Co-insurance: This is another form of cost-sharing in some plans and is usually expressed as a percentage, said Purpura. A doctor’s visit may be covered with 20% coinsurance, which means the consumer has to spend 20% of the fee from their own pocket and the rest will be covered by the insurance company.

The priority that tends to occur with cost sharing means the deductible comes first most of the time, except for preventive care. Next are copays, which can occur alongside the deductible for certain services, but also can continue even after you’ve fulfilled your deductible, Purpura said. Coinsurance typically comes into play after your deductible has been met for the year.

“Once you reach your maximum out-of-pocket amount for the year, then the insurance company pays in full for all covered medical services,” Purpura said.

Maximum out-of-pocket: Every health insurance plan has a maxim out-of-pocket limit, which is the highest amount a consumer has to shell out toward covered medical care in a single year. In some plans, the maximum out-of-pocket is the same amount as your annual deductible. For others, it may be higher, up to federally defined caps, said Purpura.

This is the true limit that consumers face and what they would have to pay in a year before the insurance plan pays for everything, said Hooper. It is “more important than the deductible in terms of minimizing your financial risk,” he said.

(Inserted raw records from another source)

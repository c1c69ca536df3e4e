use chrono::{DateTime, Utc};
use serde::{Deserialize, Serialize};
use uuid::Uuid;

/// Состояния брони. Из `Active` есть ровно один переход в одно из
/// терминальных состояний; терминальные состояния неизменяемы.
#[derive(Debug, Clone, Copy, PartialEq, Eq, Serialize, Deserialize)]
#[serde(rename_all = "lowercase")]
pub enum HoldState {
    Active,
    Confirmed,
    Cancelled,
    Expired,
}

impl HoldState {
    pub fn as_str(&self) -> &'static str {
        match self {
            HoldState::Active => "active",
            HoldState::Confirmed => "confirmed",
            HoldState::Cancelled => "cancelled",
            HoldState::Expired => "expired",
        }
    }

    pub fn parse(s: &str) -> Option<HoldState> {
        match s {
            "active" => Some(HoldState::Active),
            "confirmed" => Some(HoldState::Confirmed),
            "cancelled" => Some(HoldState::Cancelled),
            "expired" => Some(HoldState::Expired),
            _ => None,
        }
    }

    pub fn is_terminal(&self) -> bool {
        !matches!(self, HoldState::Active)
    }
}

/// Временная бронь количества по одной позиции на одну checkout-сессию.
#[derive(Debug, Clone, Serialize, Deserialize)]
pub struct Hold {
    pub id: Uuid,
    pub unit_id: i64,
    pub session_id: String,
    pub quantity: i64,
    pub state: HoldState,
    pub order_id: Option<String>,
    pub customer_email: Option<String>,
    pub created_at: DateTime<Utc>,
    pub expires_at: DateTime<Utc>,
}

impl Hold {
    // "несомненно активная": active и TTL ещё не истёк. Ряд с истёкшим TTL
    // считается уже освобождённым, даже если свипер его ещё не пометил.
    pub fn is_live(&self, now: DateTime<Utc>) -> bool {
        self.state == HoldState::Active && self.expires_at > now
    }
}
//! sweeper.rs
//!
//! Фоновый свипер просроченных броней. Страховочный механизм, а не
//! основной: инвариант ёмкости держится на ленивой проверке TTL внутри
//! reserve, так что корректность от своевременности свипера не зависит.
//! Свипер лишь приводит физическое состояние хранилища к логическому,
//! ограничивает устаревание данных для отчётности и подчищает старые
//! терминальные ряды.

use chrono::Duration;
use tracing::{error, info, warn};

use crate::config::ReservationConfig;
use crate::reservation::ReservationEngine;

pub struct SweeperService {
    engine: ReservationEngine,
    batch_size: i64,
    retention: Duration,
}

impl SweeperService {
    pub fn new(engine: ReservationEngine, config: &ReservationConfig) -> Self {
        Self {
            engine,
            batch_size: config.sweep_batch_size,
            retention: Duration::hours(config.purge_after_hours),
        }
    }

    /// Один проход: снять пачку просроченных броней и вычистить старые
    /// терминальные ряды. Остаток, не влезший в пачку, заберёт следующий
    /// проход.
    pub async fn run_sweep(&self) -> SweepStats {
        let mut stats = SweepStats::default();

        let expired = match self.engine.expired_holds(self.batch_size).await {
            Ok(ids) => ids,
            Err(e) => {
                error!("sweep: failed to list expired holds: {e}");
                return stats;
            }
        };

        for hold_id in expired {
            match self.engine.expire(hold_id).await {
                Ok(_) => stats.expired += 1,
                // идемпотентно: параллельная отмена клиентом — не сбой
                Err(e) => {
                    warn!(%hold_id, "sweep: failed to expire hold: {e}");
                    stats.failed += 1;
                }
            }
        }

        match self.engine.purge_terminal(self.retention).await {
            Ok(purged) => stats.purged = purged,
            Err(e) => error!("sweep: failed to purge terminal holds: {e}"),
        }

        if stats.expired > 0 || stats.purged > 0 {
            info!(
                "🧹 Sweep done: {} holds expired, {} old rows purged",
                stats.expired, stats.purged
            );
        }

        stats
    }
}

#[derive(Debug, Default)]
pub struct SweepStats {
    pub expired: u64,
    pub failed: u64,
    pub purged: u64,
}

#[cfg(test)]
mod tests {
    use super::*;
    use crate::config::ReservationConfig;
    use crate::models::HoldState;
    use crate::reservation::{MemoryStore, ReservationEngine};
    use std::sync::Arc;

    fn sweeper_fixture(ttl_seconds: i64) -> (ReservationEngine, SweeperService) {
        let engine = ReservationEngine::new(Arc::new(MemoryStore::new()), ttl_seconds);
        let config = ReservationConfig {
            hold_ttl_seconds: ttl_seconds,
            sweep_interval_seconds: 30,
            sweep_batch_size: 100,
            purge_after_hours: 24,
        };
        let sweeper = SweeperService::new(engine.clone(), &config);
        (engine, sweeper)
    }

    #[tokio::test]
    async fn sweep_marks_lapsed_holds_expired() {
        let (engine, sweeper) = sweeper_fixture(0);
        let unit = engine.create_unit("slot", 10).await.unwrap();
        let a = engine.reserve(unit.id, 2, "s1", None).await.unwrap();
        let b = engine.reserve(unit.id, 3, "s2", None).await.unwrap();
        tokio::time::sleep(std::time::Duration::from_millis(5)).await;

        let stats = sweeper.run_sweep().await;
        assert_eq!(stats.expired, 2);
        assert_eq!(stats.failed, 0);

        for res in [a, b] {
            let hold = engine.get_hold(res.reservation_id.unwrap()).await.unwrap();
            assert_eq!(hold.state, HoldState::Expired);
        }
    }

    #[tokio::test]
    async fn sweep_leaves_live_and_confirmed_holds_alone() {
        let (engine, sweeper) = sweeper_fixture(900);
        let unit = engine.create_unit("slot", 10).await.unwrap();
        let live = engine.reserve(unit.id, 2, "s1", None).await.unwrap();
        let confirmed = engine.reserve(unit.id, 3, "s2", None).await.unwrap();
        engine
            .confirm(confirmed.reservation_id.unwrap(), "order-1")
            .await
            .unwrap();

        let stats = sweeper.run_sweep().await;
        assert_eq!(stats.expired, 0);

        let hold = engine.get_hold(live.reservation_id.unwrap()).await.unwrap();
        assert_eq!(hold.state, HoldState::Active);
        let hold = engine
            .get_hold(confirmed.reservation_id.unwrap())
            .await
            .unwrap();
        assert_eq!(hold.state, HoldState::Confirmed);
    }

    #[tokio::test]
    async fn sweep_purges_old_terminal_rows() {
        let (engine, _) = sweeper_fixture(0);
        // retention = 0: терминальные ряды выметаются сразу
        let config = ReservationConfig {
            hold_ttl_seconds: 0,
            sweep_interval_seconds: 30,
            sweep_batch_size: 100,
            purge_after_hours: 0,
        };
        let sweeper = SweeperService::new(engine.clone(), &config);

        let unit = engine.create_unit("slot", 10).await.unwrap();
        let res = engine.reserve(unit.id, 2, "s1", None).await.unwrap();
        let hold_id = res.reservation_id.unwrap();
        tokio::time::sleep(std::time::Duration::from_millis(5)).await;

        let stats = sweeper.run_sweep().await;
        assert_eq!(stats.expired, 1);
        assert_eq!(stats.purged, 1);
        assert!(matches!(
            engine.get_hold(hold_id).await,
            Err(crate::reservation::ReservationError::HoldNotFound)
        ));
    }
}
use redis::AsyncCommands;
use tracing::info;

use crate::models::SellableUnit;
use crate::redis_client::RedisClient;
use crate::reservation::{ReservationEngine, ReservationError};

const UNITS_KEY: &str = "units";
const UNITS_TTL_SECONDS: u64 = 3600;

/// Cache-aside для каталога позиций. Кеширует только справочные данные
/// для GET-запросов; остаток и брони движок всегда считает сам, внутри
/// своих атомарных операций — их кешировать нельзя.
#[derive(Clone)]
pub struct CacheService {
    redis: RedisClient,
    engine: ReservationEngine,
}

impl CacheService {
    pub fn new(redis: RedisClient, engine: ReservationEngine) -> Self {
        Self { redis, engine }
    }

    // Прогрев кеша при старте
    pub async fn warmup_cache(&self) {
        info!("Starting cache warmup...");

        if let Ok(units) = self.engine.list_units().await {
            info!("Loaded {} units", units.len());
            let _ = self.save_units_to_cache(&units).await;
        }

        info!("Cache warmup done");
    }

    // Каталог позиций: сначала кеш, при любом сбое Redis - напрямую в БД
    pub async fn get_units(&self) -> Result<Vec<SellableUnit>, ReservationError> {
        if let Ok(units) = self.get_units_from_cache().await {
            return Ok(units);
        }

        let units = self.engine.list_units().await?;
        let _ = self.save_units_to_cache(&units).await;
        Ok(units)
    }

    // Инвалидация после создания/изменения позиции
    pub async fn invalidate_units(&self) {
        let mut conn = self.redis.conn.clone();
        let _: Result<(), _> = conn.del(UNITS_KEY).await;
        info!("Invalidated units cache");
    }

    // === Работа с кешем ===

    async fn get_units_from_cache(&self) -> Result<Vec<SellableUnit>, redis::RedisError> {
        let mut conn = self.redis.conn.clone();
        let data: String = conn.get(UNITS_KEY).await?;
        let units: Vec<SellableUnit> = serde_json::from_str(&data).map_err(|_| {
            redis::RedisError::from((redis::ErrorKind::TypeError, "Parse error"))
        })?;
        Ok(units)
    }

    async fn save_units_to_cache(&self, units: &[SellableUnit]) -> Result<(), redis::RedisError> {
        let data = serde_json::to_string(units).map_err(|_| {
            redis::RedisError::from((redis::ErrorKind::TypeError, "Serialize error"))
        })?;
        let mut conn = self.redis.conn.clone();
        conn.set_ex(UNITS_KEY, data, UNITS_TTL_SECONDS).await
    }
}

If you will need a lot of medical care such when having a baby, the calculation you want to make is your monthly premium multiplied by 12 months, plus the maximum out-of-pocket, which is the most you will pay in a year, Hooper said.

No charge after deductible: This is mentioned in many plans and confuses consumers who think it means it's free, but in reality, it means a consumer pays full price until he meets the deductible.

“It is one of the most misleading statements,” Hooper said. “The only true ‘no charge’ is generally on preventive care, which is required by the ACA to be included in your premium costs.”